- [Your assignment]: Retype exactly the lines that run from the start of the data to the line holding "#[arg(short, long, value_enum, default_value_t", including both, and only those.

***** Material provided

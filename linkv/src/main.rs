//! linkv command-line runner.
//!
//! Runs each argument as a command against one backend, then shuts the
//! backend down (which writes the snapshot for the list backend).

use std::io::{self, Write};
use std::path::PathBuf;

use anyhow::Context;
use clap::Parser;
use linkv::{Backend, BackendKind, DEFAULT_SNAPSHOT, StoreConfig, command};
use tracing::Level;
use tracing_subscriber::FmtSubscriber;

#[derive(Parser, Debug)]
#[command(name = "linkv")]
#[command(about = "Integer-keyed key-value store with flat-file snapshots")]
struct Args {
    /// Commands to run in order: p,KEY,VALUE | g,KEY | d,KEY | c | a
    ops: Vec<String>,

    /// Backend implementation (logger reports each call on stderr at info level)
    #[arg(short, long, value_enum, default_value_t = BackendKind::List)]
    backend: BackendKind,

    /// Snapshot file loaded at startup and written at shutdown
    #[arg(short, long, env = "LINKV_SNAPSHOT", default_value = DEFAULT_SNAPSHOT)]
    snapshot: PathBuf,

    /// Neither load nor save a snapshot
    #[arg(long)]
    no_snapshot: bool,

    /// Log level (trace, debug, info, warn, error); at least info with the logger backend
    #[arg(short, long, default_value = "warn")]
    log_level: Level,
}

fn main() -> anyhow::Result<()> {
    let args = Args::parse();

    // Logs go to stderr; stdout carries command output
    let subscriber = FmtSubscriber::builder()
        .with_max_level(args.backend.log_level(args.log_level))
        .with_writer(io::stderr)
        .finish();
    tracing::subscriber::set_global_default(subscriber)?;

    if args.ops.is_empty() {
        return Ok(());
    }

    let config = if args.no_snapshot {
        StoreConfig::in_memory()
    } else {
        StoreConfig::new().with_snapshot(&args.snapshot)
    };

    let mut backend = linkv::open(args.backend, &config)
        .with_context(|| format!("failed to open {:?} backend", args.backend))?;

    let ran = run(backend.as_mut(), &args.ops);
    let shutdown = backend.shutdown().context("shutdown failed");

    ran?;
    shutdown
}

fn run(backend: &mut dyn Backend, ops: &[String]) -> anyhow::Result<()> {
    let stdout = io::stdout();
    let mut out = stdout.lock();
    for op in ops {
        command::run_op(backend, op, &mut out)?;
    }
    out.flush()?;
    Ok(())
}
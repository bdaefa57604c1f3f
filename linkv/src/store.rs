//! Linked-list backed store.
//!
//! Entries live in a [`List`] in the order of their last successful `put`.
//! Lookups are linear. A `put` on an existing key removes the old entry
//! first, so each key appears at most once and moves to the tail.

use std::io::Write;
use std::path::PathBuf;

use linkv_list::{Handle, List};
use tracing::{debug, info};

use crate::config::StoreConfig;
use crate::error::{Result, StoreError};
use crate::{Backend, Key, snapshot};

/// One stored pair; the list owns it and drops the value on removal.
#[derive(Debug)]
struct Entry {
    key: Key,
    value: String,
}

impl Entry {
    #[inline]
    fn has_key(&self, key: &Key) -> bool {
        self.key == *key
    }
}

/// Key-value store over a doubly-linked list.
///
/// # Example
///
/// ```
/// use linkv::{Backend, ListStore};
///
/// let mut store = ListStore::new();
/// store.put(1, "a").unwrap();
/// store.put(2, "b").unwrap();
/// store.put(1, "c").unwrap();
/// store.delete(2).unwrap();
///
/// assert_eq!(store.get(1), Some("c"));
/// assert_eq!(store.get(2), None);
/// assert_eq!(store.entries().collect::<Vec<_>>(), vec![(1, "c")]);
/// ```
#[derive(Debug, Default)]
pub struct ListStore {
    entries: List<Entry>,
    snapshot: Option<PathBuf>,
}

impl ListStore {
    /// Creates an empty store that persists nothing.
    pub fn new() -> Self {
        Self::default()
    }

    /// Creates a store from `config`, loading its snapshot if one exists.
    ///
    /// The same snapshot path is written on [`Backend::shutdown`].
    pub fn open(config: &StoreConfig) -> Result<Self> {
        let mut store = Self {
            entries: List::new(),
            snapshot: config.snapshot().map(PathBuf::from),
        };

        if let Some(path) = config.snapshot() {
            snapshot::load_into(&mut store, path)?;
        }

        Ok(store)
    }

    /// Returns the number of entries.
    #[inline]
    pub fn len(&self) -> usize {
        self.entries.len()
    }

    /// Returns `true` if the store has no entries.
    #[inline]
    pub fn is_empty(&self) -> bool {
        self.entries.is_empty()
    }

    /// Returns the entries in enumeration order.
    pub fn entries(&self) -> impl DoubleEndedIterator<Item = (Key, &str)> + '_ {
        self.entries
            .iter()
            .map(|entry| (entry.key, entry.value.as_str()))
    }

    /// Writes the current entries to `path` in snapshot format.
    pub fn save(&self, path: &std::path::Path) -> Result<usize> {
        snapshot::save(path, self.entries())
    }

    #[inline]
    fn position(&self, key: Key) -> Option<Handle> {
        self.entries.find(Entry::has_key, &key)
    }
}

impl Backend for ListStore {
    fn name(&self) -> &'static str {
        "list"
    }

    fn put(&mut self, key: Key, value: &str) -> Result<()> {
        if let Some(old) = self.position(key) {
            self.entries.remove(old);
        }
        self.entries.push_back(Entry {
            key,
            value: value.to_owned(),
        });
        Ok(())
    }

    fn get(&self, key: Key) -> Option<&str> {
        let handle = self.position(key)?;
        self.entries.get(handle).map(|entry| entry.value.as_str())
    }

    fn delete(&mut self, key: Key) -> Result<()> {
        let handle = self.position(key).ok_or(StoreError::NotFound(key))?;
        self.entries.remove(handle);
        Ok(())
    }

    fn clear(&mut self) -> Result<()> {
        debug!(entries = self.entries.len(), "clearing store");
        self.entries.clear();
        Ok(())
    }

    fn enumerate(&self, out: &mut dyn Write) -> Result<()> {
        snapshot::write_entries(out, self.entries())?;
        Ok(())
    }

    fn shutdown(self: Box<Self>) -> Result<()> {
        let mut store = *self;
        let saved = match store.snapshot.take() {
            Some(path) => store.save(&path).map(Some),
            None => Ok(None),
        };
        info!(entries = store.entries.len(), "store shut down");
        store.entries.clear();
        saved.map(|_| ())
    }
}
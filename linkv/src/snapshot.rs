//! Flat-file snapshots.
//!
//! One record per line, `<key>,<value>\n`. Only the first comma splits, so
//! values may contain commas but not newlines. No header, footer or
//! checksum.
//!
//! Loading goes through [`Backend::put`], so any backend can be rehydrated.
//! Lines that do not parse (not UTF-8, no comma, non-integer key) are
//! skipped, logged, and counted in [`LoadStats::skipped`]; they never abort
//! the load. Only a trailing `\n` is stripped, so a `\r` stays in the value.

use std::fs::{self, File};
use std::io::{self, BufRead, BufReader, BufWriter, Write};
use std::path::Path;

use tracing::{debug, info, warn};

use crate::error::{RecordError, Result, StoreError};
use crate::{Backend, Key};

/// Outcome of [`load_into`].
#[derive(Debug, Clone, Copy, Default, PartialEq, Eq)]
pub struct LoadStats {
    /// Records applied through `put`.
    pub loaded: usize,
    /// Malformed records that were skipped.
    pub skipped: usize,
    /// `false` if there was no snapshot file.
    pub found: bool,
}

/// Splits one snapshot line into key and value.
///
/// The line must not include its terminating newline.
///
/// ```
/// use linkv::snapshot::parse_line;
///
/// assert_eq!(parse_line("5,hello"), Ok((5, "hello")));
/// assert_eq!(parse_line("-1,a,b"), Ok((-1, "a,b")));
/// assert!(parse_line("nokey").is_err());
/// ```
pub fn parse_line(line: &str) -> Result<(Key, &str), RecordError> {
    let (key, value) = line.split_once(',').ok_or(RecordError::MissingComma)?;
    let key = key
        .parse::<Key>()
        .map_err(|_| RecordError::InvalidKey(key.to_owned()))?;
    Ok((key, value))
}

/// Writes `entries` in snapshot format. Returns the number of records.
pub fn write_entries<'a, W, I>(mut out: W, entries: I) -> io::Result<usize>
where
    W: Write,
    I: IntoIterator<Item = (Key, &'a str)>,
{
    let mut count = 0;
    for (key, value) in entries {
        writeln!(out, "{key},{value}")?;
        count += 1;
    }
    out.flush()?;
    Ok(count)
}

/// Replays the snapshot at `path` into `backend`, in file order.
///
/// A missing file is not an error; the backend is left untouched.
///
/// # Errors
///
/// [`StoreError::Snapshot`] if the file exists but cannot be read, or any
/// error returned by the backend's `put`.
pub fn load_into<B>(backend: &mut B, path: &Path) -> Result<LoadStats>
where
    B: Backend + ?Sized,
{
    let file = match File::open(path) {
        Ok(file) => file,
        Err(e) if e.kind() == io::ErrorKind::NotFound => {
            debug!(path = %path.display(), "no snapshot, starting empty");
            return Ok(LoadStats::default());
        }
        Err(e) => return Err(StoreError::snapshot(path)(e)),
    };

    let mut stats = LoadStats {
        found: true,
        ..LoadStats::default()
    };

    // Split on '\n' only; a '\r' before it belongs to the value.
    for (idx, raw) in BufReader::new(file).split(b'\n').enumerate() {
        let raw = raw.map_err(StoreError::snapshot(path))?;
        let record = std::str::from_utf8(&raw)
            .map_err(|_| RecordError::InvalidUtf8)
            .and_then(parse_line);
        match record {
            Ok((key, value)) => {
                backend.put(key, value)?;
                stats.loaded += 1;
            }
            Err(e) => {
                warn!(path = %path.display(), line = idx + 1, "skipping snapshot record: {e}");
                stats.skipped += 1;
            }
        }
    }

    info!(
        path = %path.display(),
        loaded = stats.loaded,
        skipped = stats.skipped,
        "snapshot loaded"
    );
    Ok(stats)
}

/// Writes `entries` to `path`, replacing any previous snapshot.
///
/// The records go to a sibling `.tmp` file first, which is then renamed
/// over `path`, so a failed save leaves the previous snapshot intact. The
/// temp file is removed when the save fails.
pub fn save<'a, I>(path: &Path, entries: I) -> Result<usize>
where
    I: IntoIterator<Item = (Key, &'a str)>,
{
    let mut tmp = path.as_os_str().to_owned();
    tmp.push(".tmp");
    let tmp = Path::new(&tmp);

    let file = File::create(tmp).map_err(StoreError::snapshot(tmp))?;
    let written = write_entries(BufWriter::new(file), entries)
        .map_err(StoreError::snapshot(tmp))
        .and_then(|count| {
            fs::rename(tmp, path)
                .map(|()| count)
                .map_err(StoreError::snapshot(path))
        });
    let count = match written {
        Ok(count) => count,
        Err(e) => {
            if let Err(cleanup) = fs::remove_file(tmp) {
                debug!(path = %tmp.display(), "could not remove temp snapshot: {cleanup}");
            }
            return Err(e);
        }
    };

    info!(path = %path.display(), records = count, "snapshot saved");
    Ok(count)
}
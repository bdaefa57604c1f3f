//! Arena-backed doubly-linked list with an explicit payload release policy.
//!
//! This crate is the storage engine behind the `linkv` list store. Nodes
//! live in a slab; links are slot indices, so there is no pointer chasing
//! through freed memory and a removed node's slot is simply reused.
//!
//! ```text
//! Slab<Node<T>>   - owns nodes, stable slot indices
//! List<T, R>      - head/tail links, release policy R
//! Handle          - stable slot index, O(1) get/remove
//! ```
//!
//! # Quick Start
//!
//! ```
//! use linkv_list::{Direction, List};
//!
//! let mut list: List<u64> = List::new();
//!
//! let a = list.push_back(1);
//! list.push_back(2);
//! list.push_front(0);
//!
//! assert_eq!(list.index(-1).and_then(|h| list.get(h)), Some(&2));
//! assert!(list.remove(a));
//!
//! let reversed: Vec<_> = list.walk(Direction::Reverse).map(|(_, v)| *v).collect();
//! assert_eq!(reversed, vec![2, 0]);
//! ```
//!
//! # Ownership
//!
//! Whether the list destroys its payloads is chosen through the second type
//! parameter, never at runtime:
//!
//! | Policy | Payload | On `remove`/`clear`/drop |
//! |--------|---------|--------------------------|
//! | [`Owned`] | `T` | dropped |
//! | [`Borrowed`] | `&'a V` | nothing, caller keeps ownership |
//! | [`Destructor<F>`] | `T` | `F(value)` |
//!
//! `pop_front`, `pop_back` and `take` always hand the payload back to the
//! caller without running the policy.

#![warn(missing_docs)]

pub mod handle;
pub mod list;
pub mod release;

pub use handle::Handle;
pub use list::{Direction, Handles, Iter, List, Walk};
pub use release::{Borrowed, Destructor, Owned, Release};
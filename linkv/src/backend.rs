//! The backend capability contract.
//!
//! Callers (the command dispatcher, the binary) hold a `Box<dyn Backend>`
//! and never learn which implementation is behind it.
//!
//! ```text
//! Backend             - put/get/delete/clear required
//!     │                 enumerate/shutdown optional
//!     ├── ListStore      - linked-list entries, snapshot on shutdown
//!     └── LoggerBackend  - reports calls, stores nothing
//! ```

use std::io::Write;

use tracing::info;

use crate::config::{BackendKind, StoreConfig};
use crate::error::{Result, StoreError};
use crate::{Key, ListStore};

/// A key-value store implementation.
///
/// `shutdown` consumes the backend, so it runs at most once and nothing can
/// be called afterwards.
pub trait Backend {
    /// Short name used in messages.
    fn name(&self) -> &'static str;

    /// Stores `value` under `key`, replacing any previous value.
    fn put(&mut self, key: Key, value: &str) -> Result<()>;

    /// Returns a view of the value stored under `key`.
    fn get(&self, key: Key) -> Option<&str>;

    /// Removes the entry for `key`.
    ///
    /// # Errors
    ///
    /// [`StoreError::NotFound`] if there is no such entry.
    fn delete(&mut self, key: Key) -> Result<()>;

    /// Removes every entry.
    fn clear(&mut self) -> Result<()>;

    /// Writes every entry to `out` as `key,value` lines.
    ///
    /// Unsupported unless the backend overrides it.
    fn enumerate(&self, out: &mut dyn Write) -> Result<()> {
        let _ = out;
        Err(StoreError::Unsupported("enumerate"))
    }

    /// Persists whatever the backend persists and releases it.
    ///
    /// The default releases without persisting anything.
    fn shutdown(self: Box<Self>) -> Result<()> {
        Ok(())
    }
}

/// Constructs the backend selected by `kind`.
///
/// For [`BackendKind::List`] this loads the configured snapshot, if any.
pub fn open(kind: BackendKind, config: &StoreConfig) -> Result<Box<dyn Backend>> {
    let backend: Box<dyn Backend> = match kind {
        BackendKind::List => Box::new(ListStore::open(config)?),
        BackendKind::Logger => Box::new(LoggerBackend::new()),
    };
    info!(backend = backend.name(), "backend ready");
    Ok(backend)
}

/// A backend that only reports the calls it receives.
///
/// `get` never finds anything, `delete` always succeeds, and there is
/// nothing to enumerate or persist.
#[derive(Debug, Default)]
pub struct LoggerBackend {
    _private: (),
}

impl LoggerBackend {
    /// Creates a logger backend.
    pub fn new() -> Self {
        Self::default()
    }
}

impl Backend for LoggerBackend {
    fn name(&self) -> &'static str {
        "logger"
    }

    fn put(&mut self, key: Key, value: &str) -> Result<()> {
        info!("l: put({key}, {value})");
        Ok(())
    }

    fn get(&self, key: Key) -> Option<&str> {
        info!("l: get({key})");
        None
    }

    fn delete(&mut self, key: Key) -> Result<()> {
        info!("l: del({key})");
        Ok(())
    }

    fn clear(&mut self) -> Result<()> {
        info!("l: clear");
        Ok(())
    }
}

**********

- [Answer section]:
filename linkv/src/main.rs
//! linkv command-line runner.
//!
//! Runs each argument as a command against one backend, then shuts the
//! backend down (which writes the snapshot for the list backend).

use std::io::{self, Write};
use std::path::PathBuf;

use anyhow::Context;
use clap::Parser;
use linkv::{Backend, BackendKind, DEFAULT_SNAPSHOT, StoreConfig, command};
use tracing::Level;
use tracing_subscriber::FmtSubscriber;

#[derive(Parser, Debug)]
#[command(name = "linkv")]
#[command(about = "Integer-keyed key-value store with flat-file snapshots")]
struct Args {
    /// Commands to run in order: p,KEY,VALUE | g,KEY | d,KEY | c | a
    ops: Vec<String>,

    /// Backend implementation (logger reports each call on stderr at info level)
    #[arg(short, long, value_enum, default_value_t = BackendKind::List)]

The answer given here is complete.